Kemudian dari jurnal tersebut saya resum dan hasilnya seperti ini
Berbagai penelitian untuk meningkatkan produksi budidaya perikanan dengan pendekatan molekuler (genetik) dengan tiga tingkatan molekuler yang berbeda .
1.    Anatomi Genom
yaitu mengidentifikasi gen-gen pada suatu genom, yang kemudian menganalisis letak dan fungsi gen-gen tersebut. Anotasi genom dapat dilakukan dengan menggunakan program BLAST dimana berperan pada bidang perikanan. Contohnya pada penelitian mengenai cloning hormone pertumbuhan pada ikan gurame. Perkembangan ikan gurame yang relative lambat merupakan masalah dalam budidaya ikan gurame. Dengan cloning (bakteri e.coli) hormon pertumbuhan gurame diharapkan akan mampu menmpercepat pertumbuhan ikan gurame.
2.    Transkriptomika
yaitu menguji seluruh transkrip (produk transkripsi gen) yang dihasilkan oleh suatu genom. Penggunaan DNA chip (microarray) merupakan cara terbaik untuk mempelajari fungsi genom pada tingkat RNA. Microarray ialah suatu lempengan yang membawa DNA dalam urutan yang teratur.
 
DNA tersebut dinamakan probe.

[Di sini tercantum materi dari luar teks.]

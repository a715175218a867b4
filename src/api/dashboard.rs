use crate::{
    api::{require_admin, require_reviewer},
    auth::auth::AuthUser,
    error::{AppResult, ErrorBody},
    model::{
        employee::{EMPLOYEE_COLUMNS, Employee, EmployeeRow},
        task::{TASK_COLUMNS, Task, TaskRow},
    },
};
use actix_web::{HttpResponse, web};
use serde::Serialize;
use sqlx::MySqlPool;
use utoipa::ToSchema;

#[derive(Serialize, ToSchema)]
pub struct AdminDashboard {
    pub total_employees: i64,
    pub total_users: i64,
    pub total_departments: i64,
    pub total_teams: i64,
    pub recent_employees: Vec<Employee>,
}

#[derive(Serialize, ToSchema)]
pub struct ManagerDashboard {
    pub team_members: Vec<Employee>,
    pub recent_tasks: Vec<Task>,
}

async fn count(pool: &MySqlPool, table: &'static str) -> AppResult<i64> {
    let sql = format!("SELECT COUNT(*) FROM {table}");
    Ok(sqlx::query_scalar::<_, i64>(&sql).fetch_one(pool).await?)
}

fn into_employees(rows: Vec<EmployeeRow>) -> AppResult<Vec<Employee>> {
    rows.into_iter().map(Employee::try_from).collect()
}

#[utoipa::path(
    get,
    path = "/api/dashboard/admin",
    responses(
        (status = 200, description = "Organization totals and newest employees", body = AdminDashboard),
        (status = 403, description = "Admin only", body = ErrorBody)
    ),
    security(("bearer_auth" = [])),
    tag = "Dashboard"
)]
pub async fn admin_dashboard(auth: AuthUser, pool: web::Data<MySqlPool>) -> AppResult<HttpResponse> {
    require_admin(&pool, &auth).await?;

    let recent = sqlx::query_as::<_, EmployeeRow>(&format!(
        "SELECT {EMPLOYEE_COLUMNS} FROM employees ORDER BY id DESC LIMIT 5"
    ))
    .fetch_all(pool.get_ref())
    .await?;

    Ok(HttpResponse::Ok().json(AdminDashboard {
        total_employees: count(&pool, "employees").await?,
        total_users: count(&pool, "users").await?,
        total_departments: count(&pool, "departments").await?,
        total_teams: count(&pool, "teams").await?,
        recent_employees: into_employees(recent)?,
    }))
}

#[utoipa::path(
    get,
    path = "/api/dashboard/manager",
    responses(
        (status = 200, description = "Direct reports and their latest tasks", body = ManagerDashboard),
        (status = 403, description = "Managers and admins only", body = ErrorBody)
    ),
    security(("bearer_auth" = [])),
    tag = "Dashboard"
)]
pub async fn manager_dashboard(auth: AuthUser, pool: web::Data<MySqlPool>) -> AppResult<HttpResponse> {
    let actor = require_reviewer(&pool, &auth).await?;
    let Some(employee_id) = actor.employee_id else {
        return Ok(HttpResponse::Ok().json(ManagerDashboard {
            team_members: Vec::new(),
            recent_tasks: Vec::new(),
        }));
    };

    let members = sqlx::query_as::<_, EmployeeRow>(&format!(
        "SELECT {EMPLOYEE_COLUMNS} FROM employees WHERE manager_id = ? ORDER BY last_name, first_name"
    ))
    .bind(employee_id)
    .fetch_all(pool.get_ref())
    .await?;

    let tasks = sqlx::query_as::<_, TaskRow>(&format!(
        "SELECT {TASK_COLUMNS} FROM tasks \
         WHERE assigned_to_id IN (SELECT user_id FROM employees WHERE manager_id = ?) \
         ORDER BY created_at DESC, id DESC LIMIT 5"
    ))
    .bind(employee_id)
    .fetch_all(pool.get_ref())
    .await?;

    Ok(HttpResponse::Ok().json(ManagerDashboard {
        team_members: into_employees(members)?,
        recent_tasks: tasks.into_iter().map(Task::try_from).collect::<AppResult<Vec<_>>>()?,
    }))
}
pub mod attendance;
pub mod dashboard;
pub mod department;
pub mod employee;
pub mod message;
pub mod paystub;
pub mod profile;
pub mod task;
pub mod team;
pub mod time_off;
pub mod time_tracking;

use sqlx::MySqlPool;

use crate::{
    auth::auth::AuthUser,
    error::{AppError, AppResult},
    workflow::{Member, member::load_actor},
};

/// Reloads the caller and insists on the admin role.
pub(crate) async fn require_admin(pool: &MySqlPool, auth: &AuthUser) -> AppResult<Member> {
    let actor = load_actor(pool, auth.user_id).await?;
    if actor.is_admin() {
        Ok(actor)
    } else {
        Err(AppError::Forbidden("Admin only".into()))
    }
}

/// Reloads the caller and insists on a manager or admin role.
pub(crate) async fn require_reviewer(pool: &MySqlPool, auth: &AuthUser) -> AppResult<Member> {
    let actor = load_actor(pool, auth.user_id).await?;
    if actor.is_reviewer() {
        Ok(actor)
    } else {
        Err(AppError::Forbidden("Managers and admins only".into()))
    }
}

Probe dapat berupa cDNA yag mewakili hampir semua gen dari organism. Sebagai catatan cDNa merupakan DNA yang disintesis mrNA dengan bantuan enzim transcriptase balik. Contoh pada bidang perikanan adalah pembuatan e-microarray untuk mempelajari ekspresi gen pada ikan s. senegalensis. Microarray yang dibuat merupakan mikroaray elektronik berdasar dari software dari Oryzon genomic dengan menggunakan sekuens DNA yang telah diketahui ekspresinya yang berjumlah 5087-5208.
 
3.    Proteomika
yaitu menguji seluruh protein (produk translasi RNA) yang dihasilkan oleh suatu genom.  Analisis protein dalam bidang perikanan dapat digunakan untuk pembuatan pakan ikan berdasarkan protein yang terkandung dalam tubuh ikan tersebut. Hasil sequens yang didapat biasanya dicocokkan dengan program BLASTn untuk mengetahui komponen asam amino penyandinya.